Opinion: Capital Perspectives

By Michael Farrell
Special to the Sun Star

Reports from Juneau: This is the second in a series of opinion pieces by students who are participating in the legislative process. Michael Farrell is an ASUAF senator who recently returned from the Student Legislative Conference lobbying trip to Juneau.

Only five of us made it on the second attempt to reach Juneau, but we were still excited to see the state’s capitol. Two weeks prior, thirteen UAF students had left Fairbanks for Juneau. We ended up traveling over 5,000 miles and three days because of fog socked in over the Juneau airport (the city itself had no fog). We ended up staying in Sitka, so close and yet so far away. Returning to Anchorage, overflying Juneau and landing in Seattle before returning to Anchorage had not kept the determined few among us from getting our message through.

Our mission was to advocate for a needs-based component to the Governor’s Performance Scholarships (GPS) proposal, funding for a UA Life Sciences Building and full funding for the UA Board of Regents. So, what did we accomplish? Well, that’s easier asked than answered. Almost everywhere we went, we were warmly received and the senator or representative or aide made sure we left knowing that he or she supported us, felt education was “good,” and loved Alaska. Unable to argue with such platitudes, we left our business cards and moved on to the next office.

After a few days in Juneau we got wind that some changes had been proposed to GPS and that an amendment to include needs-based scholarships had been approved. Naturally we were quite pleased with ourselves. On closer inspection of the legislation’s wording, however, we were disappointed to find that the needs-based component was contingent on first meeting the stringent merit-based requirements. By no means were we asking for lower standards, but how are students in rural Alaska with financial need and a limited high school science program supposed to meet a requirement of four years of science?

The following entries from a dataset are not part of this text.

//! Station configuration.
//!
//! Everything the firmware needs to reach the network, the cloud feeds and
//! the weather API.  Values are captured from `FIREWATCH_*` environment
//! variables at build time and injected into the main loop at start; no
//! other module reads credentials directly.

use core::fmt;

use serde::{Deserialize, Serialize};

/// Default Open-Meteo forecast query (San Francisco).
pub const DEFAULT_WEATHER_ENDPOINT: &str = "https://api.open-meteo.com/v1/forecast?\
latitude=37.77&longitude=-122.42&current_weather=true&hourly=relativehumidity_2m&forecast_days=1";

/// Adafruit IO MQTT broker.
pub const DEFAULT_BROKER_HOST: &str = "io.adafruit.com";

/// Core station configuration
#[derive(Debug, Clone, PartialEq, Serialize, Deserialize)]
#[serde(default)]
pub struct DeviceConfig {
    // --- Cloud telemetry ---
    /// Feed owner; also the MQTT username and topic prefix.
    pub cloud_username: String,
    /// Cloud access key (MQTT password).
    pub cloud_key: String,
    pub broker_host: String,
    /// 8883 = MQTT over TLS.
    pub broker_port: u16,

    // --- Network ---
    pub network_ssid: String,
    pub network_password: String,

    // --- Weather ---
    pub weather_endpoint: String,

    // --- Timing ---
    /// Delay between loop iterations (seconds)
    pub poll_interval_seconds: u32,

    // --- Alarm ---
    /// Buzzer tone frequency when armed (Hz)
    pub alarm_tone_hz: u32,
    /// Ask the broker for the last `fire` value right after subscribing.
    pub sync_fire_on_start: bool,
}

impl Default for DeviceConfig {
    fn default() -> Self {
        Self {
            cloud_username: String::new(),
            cloud_key: String::new(),
            broker_host: DEFAULT_BROKER_HOST.into(),
            broker_port: 8883,

            network_ssid: String::new(),
            network_password: String::new(),

            weather_endpoint: DEFAULT_WEATHER_ENDPOINT.into(),

            poll_interval_seconds: 10,

            alarm_tone_hz: 1000,
            sync_fire_on_start: true,
        }
    }
}

/// Reasons a [`DeviceConfig`] is rejected.
#[derive(Debug, Clone, Copy, PartialEq, Eq)]
pub enum ConfigError {
    /// A required field is empty.  Carries the field name.
    Missing(&'static str),
    /// A field failed range validation.
    Invalid(&'static str),
    /// The JSON document could not be deserialised.
    Malformed,
}

impl fmt::Display for ConfigError {
    fn fmt(&self, f: &mut fmt::Formatter<'_>) -> fmt::Result {
        match self {
            Self::Missing(field) => write!(f, "missing required field `{}`", field),
            Self::Invalid(why) => write!(f, "invalid value: {}", why),
            Self::Malformed => write!(f, "malformed config document"),
        }
    }
}

impl DeviceConfig {
    /// Build the configuration from variables captured at compile time.
    ///
    /// Unset variables fall back to [`DeviceConfig::default`].  An
    /// unparsable `FIREWATCH_POLL_INTERVAL_SECS` is reported as invalid
    /// rather than silently replaced.
    pub fn from_build_env() -> Result<Self, ConfigError> {
        let mut cfg = Self::default();

        if let Some(v) = option_env!("FIREWATCH_CLOUD_USERNAME") {
            cfg.cloud_username = v.into();
        }
        if let Some(v) = option_env!("FIREWATCH_CLOUD_KEY") {
            cfg.cloud_key = v.into();
        }
        if let Some(v) = option_env!("FIREWATCH_WIFI_SSID") {
            cfg.network_ssid = v.into();
        }
        if let Some(v) = option_env!("FIREWATCH_WIFI_PASSWORD") {
            cfg.network_password = v.into();
        }
        if let Some(v) = option_env!("FIREWATCH_WEATHER_URL") {
            cfg.weather_endpoint = v.into();
        }
        if let Some(v) = option_env!("FIREWATCH_BROKER_HOST") {
            cfg.broker_host = v.into();
        }
        if let Some(v) = option_env!("FIREWATCH_POLL_INTERVAL_SECS") {
            cfg.poll_interval_seconds = v
                .trim()
                .parse()
                .map_err(|_| ConfigError::Invalid("poll interval is not an integer"))?;
        }

        cfg.validate()?;
        Ok(cfg)
    }

    /// Parse and validate a JSON document.  Absent fields take defaults.
    pub fn from_json(doc: &str) -> Result<Self, ConfigError> {
        let cfg: Self = serde_json::from_str(doc).map_err(|_| ConfigError::Malformed)?;
        cfg.validate()?;
        Ok(cfg)
    }

    pub fn validate(&self) -> Result<(), ConfigError> {
        if self.cloud_username.is_empty() {
            return Err(ConfigError::Missing("cloud_username"));
        }
        if self.cloud_key.is_empty() {
            return Err(ConfigError::Missing("cloud_key"));
        }
        if self.network_ssid.is_empty() {
            return Err(ConfigError::Missing("network_ssid"));
        }
        if self.broker_host.is_empty() {
            return Err(ConfigError::Missing("broker_host"));
        }
        if !(self.weather_endpoint.starts_with("http://")
            || self.weather_endpoint.starts_with("https://"))
        {
            return Err(ConfigError::Invalid("weather endpoint must be an http(s) URL"));
        }
        if self.poll_interval_seconds == 0 {
            return Err(ConfigError::Invalid("poll interval must be at least 1 s"));
        }
        if !(20..=20_000).contains(&self.alarm_tone_hz) {
            return Err(ConfigError::Invalid("alarm tone must be 20-20000 Hz"));
        }
        Ok(())
    }

    /// Loop delay in milliseconds.
    pub fn poll_interval_ms(&self) -> u64 {
        u64::from(self.poll_interval_seconds) * 1000
    }
}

Without teachers qualified to teach four years of math, science and language, we certainly can’t expect these students to meet those academic requirements. The financial needs of these students will remain, but funding may not be available.

In the end, the wording was not perfect, but the money will help those who meet the qualification for the merit-based scholarship but still need additional aid and qualify for financial need. Alaska is currently one of the few states without a needs- or merit-based scholarship and any progress towards appropriating funds towards education should be seen as a step in the right direction for Alaska. If we can get the program started, successive sessions of the legislature should be able to amend it as needed.